Nein heißt nein. Klingt nachvollziehbar. Im Leben und im Sexualstrafrecht. Aber Moment mal - die Tatsache, dass der §177 des Strafgesetzbuchs ( StGB) verändert wurde, verdankt sich moralischer Empörung. Empörung über die Übergriffe von Männern auf Frauen in der Silvesternacht 2015 am Kölner Hauptbahnhof.

"Ich stelle fest, dass die Reform des Sexualstrafrechts ein moralisch geframter Rechtssetzungsprozess war, der auf angemessenen und unangemessenen Skandalisierungen beruhte und zu teils sachlichen aber auch sachlich unangemessenen Regelungen geführt hat."
Anja Schmidt, Rechtswissenschaftlerin MLU Halle

Strafrecht und Empörung

Ist das eine gute Mischung: Recht und Moralpolitik?
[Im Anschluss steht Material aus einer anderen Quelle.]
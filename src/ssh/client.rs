// ABOUTME: russh-backed Transport implementation.
// ABOUTME: Dials TCP, runs SSH over any duplex stream, authenticates, opens direct-tcpip channels.

use super::error::BoxError;
use super::host::{AddressFamily, join_host_port};
use super::transport::{BoxStream, Connection, HandshakeParams, Transport};
use async_trait::async_trait;
use russh::client::{self, Config, Handle};
use russh::keys::known_hosts::{
    check_known_hosts, check_known_hosts_path, learn_known_hosts, learn_known_hosts_path,
};
use russh::keys::{PrivateKeyWithHashAlg, ssh_key};
use russh::Disconnect;
use std::net::SocketAddr;
use std::path::PathBuf;
use std::sync::Arc;
use std::time::Duration;
use tokio::net::TcpStream;
use tokio::sync::watch;

/// How server host keys are verified.
#[derive(Debug, Clone, PartialEq, Eq)]
pub enum HostKeyPolicy {
    /// Accept any host key.
    AcceptAny,
    /// Verify against a known_hosts file.
    KnownHosts {
        /// Accept and record hosts that are not in the file yet.
        trust_on_first_use: bool,
        /// If None, uses the default ~/.ssh/known_hosts.
        path: Option<PathBuf>,
    },
}

/// Settings shared by every connection a transport opens.
#[derive(Debug, Clone)]
pub struct TransportConfig {
    pub keepalive_interval: Option<Duration>,
    pub keepalive_max: usize,
    pub inactivity_timeout: Option<Duration>,
    pub host_key_policy: HostKeyPolicy,
}

impl Default for TransportConfig {
    fn default() -> Self {
        Self {
            keepalive_interval: Some(Duration::from_secs(30)),
            keepalive_max: 3,
            inactivity_timeout: None,
            host_key_policy: HostKeyPolicy::AcceptAny,
        }
    }
}

impl TransportConfig {
    pub fn new() -> Self {
        Self::default()
    }

    pub fn keepalive_interval(mut self, interval: Option<Duration>) -> Self {
        self.keepalive_interval = interval;
        self
    }

    pub fn keepalive_max(mut self, max: usize) -> Self {
        self.keepalive_max = max;
        self
    }

    pub fn inactivity_timeout(mut self, timeout: Option<Duration>) -> Self {
        self.inactivity_timeout = timeout;
        self
    }

    pub fn host_key_policy(mut self, policy: HostKeyPolicy) -> Self {
        self.host_key_policy = policy;
        self
    }

    fn russh_config(&self) -> Config {
        Config {
            inactivity_timeout: self.inactivity_timeout,
            keepalive_interval: self.keepalive_interval,
            keepalive_max: self.keepalive_max,
            ..Default::default()
        }
    }
}

/// Handshake failures that are not protocol errors.
#[derive(Debug, thiserror::Error)]
pub enum AuthError {
    #[error("server rejected all {tried} credential(s) for user {user}")]
    Rejected { user: String, tried: usize },
}

/// SSH client handler for russh.
///
/// Dropped by russh when the connection task ends, which closes the
/// `closed` channel and wakes anyone waiting in `Connection::closed`.
pub(crate) struct SshHandler {
    host: String,
    port: u16,
    policy: HostKeyPolicy,
    _closed: watch::Sender<()>,
}

impl SshHandler {
    fn new(host: String, port: u16, policy: HostKeyPolicy, closed: watch::Sender<()>) -> Self {
        Self {
            host,
            port,
            policy,
            _closed: closed,
        }
    }
}

impl client::Handler for SshHandler {
    type Error = russh::Error;

    async fn check_server_key(
        &mut self,
        server_public_key: &ssh_key::PublicKey,
    ) -> std::result::Result<bool, Self::Error> {
        let (trust_on_first_use, known_hosts_path) = match &self.policy {
            HostKeyPolicy::AcceptAny => return Ok(true),
            HostKeyPolicy::KnownHosts {
                trust_on_first_use,
                path,
            } => (*trust_on_first_use, path),
        };

        let check_result = match known_hosts_path {
            Some(path) => check_known_hosts_path(&self.host, self.port, server_public_key, path),
            None => check_known_hosts(&self.host, self.port, server_public_key),
        };

        match check_result {
            Ok(true) => Ok(true),
            Ok(false) if trust_on_first_use => {
                tracing::warn!(
                    "Trust-On-First-Use: accepting unknown host key for {}:{}",
                    self.host,
                    self.port
                );
                let learn_result = match known_hosts_path {
                    Some(path) => {
                        learn_known_hosts_path(&self.host, self.port, server_public_key, path)
                    }
                    None => learn_known_hosts(&self.host, self.port, server_public_key),
                };
                if let Err(e) = learn_result {
                    tracing::warn!("Failed to save host key to known_hosts: {}", e);
                }
                Ok(true)
            }
            Ok(false) => Ok(false),
            Err(russh::keys::Error::KeyChanged { .. }) => {
                tracing::warn!("Host key for {}:{} has changed", self.host, self.port);
                Ok(false)
            }
            Err(_) => Ok(trust_on_first_use),
        }
    }
}

/// Transport that speaks SSH through russh.
#[derive(Debug, Clone, Default)]
pub struct RusshTransport {
    config: TransportConfig,
}

impl RusshTransport {
    pub fn new(config: TransportConfig) -> Self {
        Self { config }
    }
}

#[async_trait]
impl Transport for RusshTransport {
    async fn dial(
        &self,
        host: &str,
        port: u16,
        family: AddressFamily,
    ) -> Result<BoxStream, BoxError> {
        let candidates: Vec<SocketAddr> = tokio::net::lookup_host((host, port))
            .await?
            .filter(|addr| family.allows(addr))
            .collect();

        let mut last_err = std::io::Error::new(
            std::io::ErrorKind::AddrNotAvailable,
            format!("no {:?} address found for {}", family, join_host_port(host, port)),
        );

        for addr in candidates {
            match TcpStream::connect(addr).await {
                Ok(stream) => {
                    let _ = stream.set_nodelay(true);
                    return Ok(Box::new(stream));
                }
                Err(e) => {
                    tracing::debug!("Connect to {} failed: {}", addr, e);
                    last_err = e;
                }
            }
        }

        Err(last_err.into())
    }

    async fn handshake(
        &self,
        stream: BoxStream,
        params: &HandshakeParams,
    ) -> Result<Box<dyn Connection>, BoxError> {
        let (closed_tx, closed_rx) = watch::channel(());
        let handler = SshHandler::new(
            params.host.clone(),
            params.port,
            self.config.host_key_policy.clone(),
            closed_tx,
        );

        let mut handle =
            client::connect_stream(Arc::new(self.config.russh_config()), stream, handler).await?;

        if !authenticate(&mut handle, params).await? {
            let _ = handle.disconnect(Disconnect::ByApplication, "", "en").await;
            return Err(AuthError::Rejected {
                user: params.user.clone(),
                tried: params.credentials.len(),
            }
            .into());
        }

        Ok(Box::new(RusshConnection {
            handle,
            closed: closed_rx,
        }))
    }
}

/// Offer each credential in order until one is accepted.
async fn authenticate(
    handle: &mut Handle<SshHandler>,
    params: &HandshakeParams,
) -> Result<bool, russh::Error> {
    if params.credentials.is_empty() {
        let result = handle.authenticate_none(&params.user).await?;
        return Ok(result.success());
    }

    let hash_alg = handle.best_supported_rsa_hash().await?.flatten();

    for credential in &params.credentials {
        let result = handle
            .authenticate_publickey(
                &params.user,
                PrivateKeyWithHashAlg::new(Arc::clone(credential.key()), hash_alg),
            )
            .await?;
        if result.success() {
            tracing::debug!(
                "Authenticated {}@{}:{} with {}",
                params.user,
                params.host,
                params.port,
                credential.path().display()
            );
            return Ok(true);
        }
        tracing::debug!(
            "Key {} rejected for {}@{}",
            credential.path().display(),
            params.user,
            params.host
        );
    }

    Ok(false)
}

/// An authenticated russh connection.
struct RusshConnection {
    handle: Handle<SshHandler>,
    closed: watch::Receiver<()>,
}

#[async_trait]
impl Connection for RusshConnection {
    async fn open_channel(&self, host: &str, port: u16) -> Result<BoxStream, BoxError> {
        let channel = self
            .handle
            .channel_open_direct_tcpip(host, u32::from(port), "127.0.0.1", 0)
            .await?;
        Ok(Box::new(channel.into_stream()))
    }

    async fn close(&self) -> Result<(), BoxError> {
        if self.handle.is_closed() {
            return Ok(());
        }
        self.handle
            .disconnect(Disconnect::ByApplication, "", "en")
            .await?;
        Ok(())
    }

    async fn closed(&self) {
        let mut closed = self.closed.clone();
        while closed.changed().await.is_ok() {}
    }
}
Diese Frage stellt sich die Rechtswissenschaftlerin Anja Schmidt in ihrem Vortrag: "Ist die Reform des Sexualstrafrechts 'Moralpolitik'?", den sie am 23. Januar 2018 an der Martin-Luther Universität Halle-Wittenberg gehalten hat.

"Die Reform sollte in ihren sachlich gerechtfertigten Gehalten nicht mit dem Vorwurf der Moralisierung entwertet werden."
Anja Schmidt, Rechtswissenschaftlerin MLU Halle

In ihrem Vortrag beschreibt Anja Schmidt, wie sich der §177 StGB hinsichtlich sexuellem Übergriff, sexueller Nötigung und Vergewaltigung entwickelt hat, welche Schutzlücken ausgemacht wurden und welche Reformen in Planung waren. 

Pro und Contra Skandalisierung

Bis dann die Silvesternacht von Köln 2015 die Debatte beschleunigt hat. Das hat für Kritik an der Reform gesorgt. Stellt sich die Frage: Darf ein Skandal und die allgemeine Empörung darüber den Gesetzgeber leiten?

"Skandalisierungen können wichtig sein, um überhaupt Rechtssetzungsprozesse voranzutreiben, die in der Sache wichtig sind. Sie können aber auch Diskussionen eskalieren lassen und in die vollkommene Unsachlichkeit führen."